If it was my tank I'd tie the wood to a bit of roof slate and bury it in the mound  facing towards the right/front corner, but that's me lol, it's your tank!
I also have mini twisted vallis and saggitaria platyphila(sp?) no co2


----------



## Iain Sutherland (29 Aug 2013)

Have a look at hydropiper elantine 12grow of you want a low tech carpet..? Nearly covered mine now.  Microsorum narrow or needle is always a good solid bet low tech to.


----------



## RolyMo (30 Aug 2013)

Took advice and nipped down to the LFS and got some more plants and some slate to weigh the wood down. 

Water had gone murky and wood was covered in an opaque white slime. Pulled it out scrubbed with sponge and poured boiling water on it. Did a 80% water change. Planted new plants. 
Oh boy how difficult is it to plant in Amazonia without power sand. Jeez. 

Oh let's see what happens now.


----------



## Spartacus (30 Aug 2013)

Looks good Roly 

About time you and me both got our tanks set up lol

Redmoor leaches a harmful white mould/tannis as it soaks its fine and nowt to worry about.

I hope the filter wool on the filter works out - We may try that for our two filters instead of Amazon.de 

Best of luck!

Murray


----------



## RolyMo (30 Aug 2013)

I am not sure what is in the Dennearle cartridges. But from a picture it only looks like wool. It does not appear to have other sponges for removal or toxins or bacteria to live on which I am not sure about. The LFS said they run those filters with just cut up wool. So I will see what happens.
Cheers Murray.
R


----------



## dw1305 (30 Aug 2013)

Hi all,
I'm not a great fan of filter wool, could you cut a sheet of sponge to the right size?

cheers Darrel


----------



## RolyMo (30 Aug 2013)

Good idea. Do they sell sheets of sponge?
The filter wool sheet was for pond systems and only £3.50. Can get lots of wool bits out of one sheet. 
Thanks
R


----------



## Lindy (30 Aug 2013)

On ebay you can buy sheets of aquarium filter foam in a multitude of different grades. I haven't bought brand name sponges for a long time now, just cut what I need.


----------



## RolyMo (30 Aug 2013)

Cheers Lindy
Another thing to look out for. 
R


----------



## RolyMo (31 Aug 2013)

Did my weekly maintenance on the main tank, took the filters out of the bio flow internal filter and took out the bottom filter and cut a quarter section from it. 

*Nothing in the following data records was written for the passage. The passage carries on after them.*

use std::path::{Path, PathBuf};
use std::time::Duration;

use serde::{Deserialize, Serialize};
use thiserror::Error;

#[derive(Debug, Error)]
pub enum ConfigError {
    #[error("could not read config file {path}: {source}")]
    Read {
        path: PathBuf,
        source: std::io::Error,
    },

    #[error("could not parse config file {path}: {source}")]
    Parse {
        path: PathBuf,
        source: toml::de::Error,
    },

    #[error("environment variable {0} is not set; it must hold the model provider API key")]
    MissingApiKey(String),
}

#[derive(Debug, Clone, Serialize, Deserialize, Default, PartialEq)]
#[serde(default)]
pub struct SqlChatConfig {
    pub server: ServerConfig,
    pub ai: AIConfig,
    pub database: DatabaseConfig,
    pub log: LogConfig,
}

#[derive(Debug, Clone, Serialize, Deserialize, PartialEq)]
#[serde(default)]
pub struct ServerConfig {
    pub bind: String,
    /// Upper bound for one chat request, model round-trips and tool calls included.
    pub request_timeout_secs: u64,
    /// Comma separated list of allowed origins. Any origin when unset.
    pub cors_allowed_origins: Option<String>,
}

impl Default for ServerConfig {
    fn default() -> Self {
        Self {
            bind: "127.0.0.1:3000".to_string(),
            request_timeout_secs: 120,
            cors_allowed_origins: None,
        }
    }
}

#[derive(Debug, Clone, Serialize, Deserialize, PartialEq)]
#[serde(default)]
pub struct AIConfig {
    pub model: String,
    pub url: String,
    /// Name of the environment variable holding the API key. The key itself
    /// never lives in the config file.
    pub api_key_env: String,
    pub max_steps: usize,
}

impl Default for AIConfig {
    fn default() -> Self {
        Self {
            model: "openai/gpt-oss-120b:free".to_string(),
            url: "https://openrouter.ai/api/v1".to_string(),
            api_key_env: "OPENROUTER_API_KEY".to_string(),
            max_steps: 5,
        }
    }
}

#[derive(Debug, Clone, Serialize, Deserialize, PartialEq)]
#[serde(default)]
pub struct DatabaseConfig {
    pub url: String,
    pub seed_demo_data: bool,
}

impl Default for DatabaseConfig {
    fn default() -> Self {
        Self {
            url: "sqlite://sqlchat.db".to_string(),
            seed_demo_data: true,
        }
    }
}

#[derive(Debug, Clone, Serialize, Deserialize, PartialEq)]
#[serde(default)]
pub struct LogConfig {
    /// `tracing` filter expression, e.g. `info` or `debug,tower_http=warn`.
    pub level: String,
    pub json: bool,
}

impl Default for LogConfig {
    fn default() -> Self {
        Self {
            level: "info".to_string(),
            json: false,
        }
    }
}

impl SqlChatConfig {
    /// Loads the config file (if any) and applies environment overrides.
    ///
    /// A missing file is not an error; an unreadable or malformed one is.
    pub fn load() -> Result<Self, ConfigError> {
        let mut config = match Self::config_path() {
            Some(path) if path.exists() => Self::load_from(&path)?,
            _ => Self::default(),
        };
        config.apply_env_overrides(|key| std::env::var(key).ok());
        Ok(config)
    }

    pub fn get_or_default() -> Self {
        Self::load().unwrap_or_default()
    }

    pub fn load_from(path: &Path) -> Result<Self, ConfigError> {
        let contents = std::fs::read_to_string(path).map_err(|source| ConfigError::Read {
            path: path.to_path_buf(),
            source,
        })?;
        toml::from_str(&contents).map_err(|source| ConfigError::Parse {
            path: path.to_path_buf(),
            source,
        })
    }

    fn config_path() -> Option<PathBuf> {
        if let Ok(path) = std::env::var("SQLCHAT_CONFIG") {
            return Some(PathBuf::from(path));
        }
        let home_dir = std::env::var("HOME").ok()?;
        Some(PathBuf::from(format!("{home_dir}/.config/sqlchat/config.toml")))
    }

    /// Applies `SQLCHAT_*` overrides using `lookup` to read variables.
    pub fn apply_env_overrides(&mut self, lookup: impl Fn(&str) -> Option<String>) {
        if let Some(bind) = lookup("SQLCHAT_BIND") {
            self.server.bind = bind;
        }
        if let Some(url) = lookup("SQLCHAT_DATABASE_URL") {
            self.database.url = url;
        }
        if let Some(model) = lookup("SQLCHAT_MODEL") {
            self.ai.model = model;
        }
        if let Some(url) = lookup("SQLCHAT_MODEL_URL") {
            self.ai.url = url;
        }
        if let Some(level) = lookup("SQLCHAT_LOG") {
            self.log.level = level;
        }
        if let Some(json) = lookup("SQLCHAT_LOG_JSON") {
            match json.to_ascii_lowercase().as_str() {
                "1" | "true" => self.log.json = true,
                "0" | "false" => self.log.json = false,
                _ => {}
            }
        }
        if let Some(secs) = lookup("SQLCHAT_REQUEST_TIMEOUT_SECS").and_then(|v| v.parse().ok()) {
            self.server.request_timeout_secs = secs;
        }
    }

    /// Reads the model provider API key from the configured environment variable.
    pub fn api_key(&self) -> Result<String, ConfigError> {
        std::env::var(&self.ai.api_key_env)
            .ok()
            .filter(|key| !key.trim().is_empty())
            .ok_or_else(|| ConfigError::MissingApiKey(self.ai.api_key_env.clone()))
    }

    #[must_use]
    pub fn request_timeout(&self) -> Duration {
        Duration::from_secs(self.server.request_timeout_secs)
    }

    #[must_use]
    pub fn chat_url(&self) -> String {
        format!("http://{}/api/chat", self.server.bind)
    }
}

I then added that piece to the dennearle nano corner filter wool and plopped back into my nano shrimp tank. 

Water had gone a little murky white again, not sure if that is the wood or an algae bloom from a new tank syndrome. Hopefully the bacteria from the transplanted sponge might help. 

R


----------



## MirandaB (31 Aug 2013)

There should be a triangular section of sponge in the bottom of the Dennerle filter Rolymo


----------



## RolyMo (2 Sep 2013)

Thanks MirandaB. I might have to invest in a real Dennerle filter just to see what it consists of.
By way of other updates, I have pulled out the small bit of Redmoor as for the second time it appears to have leached this white transluent jelly like slime that is coating the wood and also making the water slightly cloudy.
So out it came this morning and was dunked into boiling water and I will have it submerged for a week or 2 to see if that stops it.
I did a large water change to get rid of the murkiness. 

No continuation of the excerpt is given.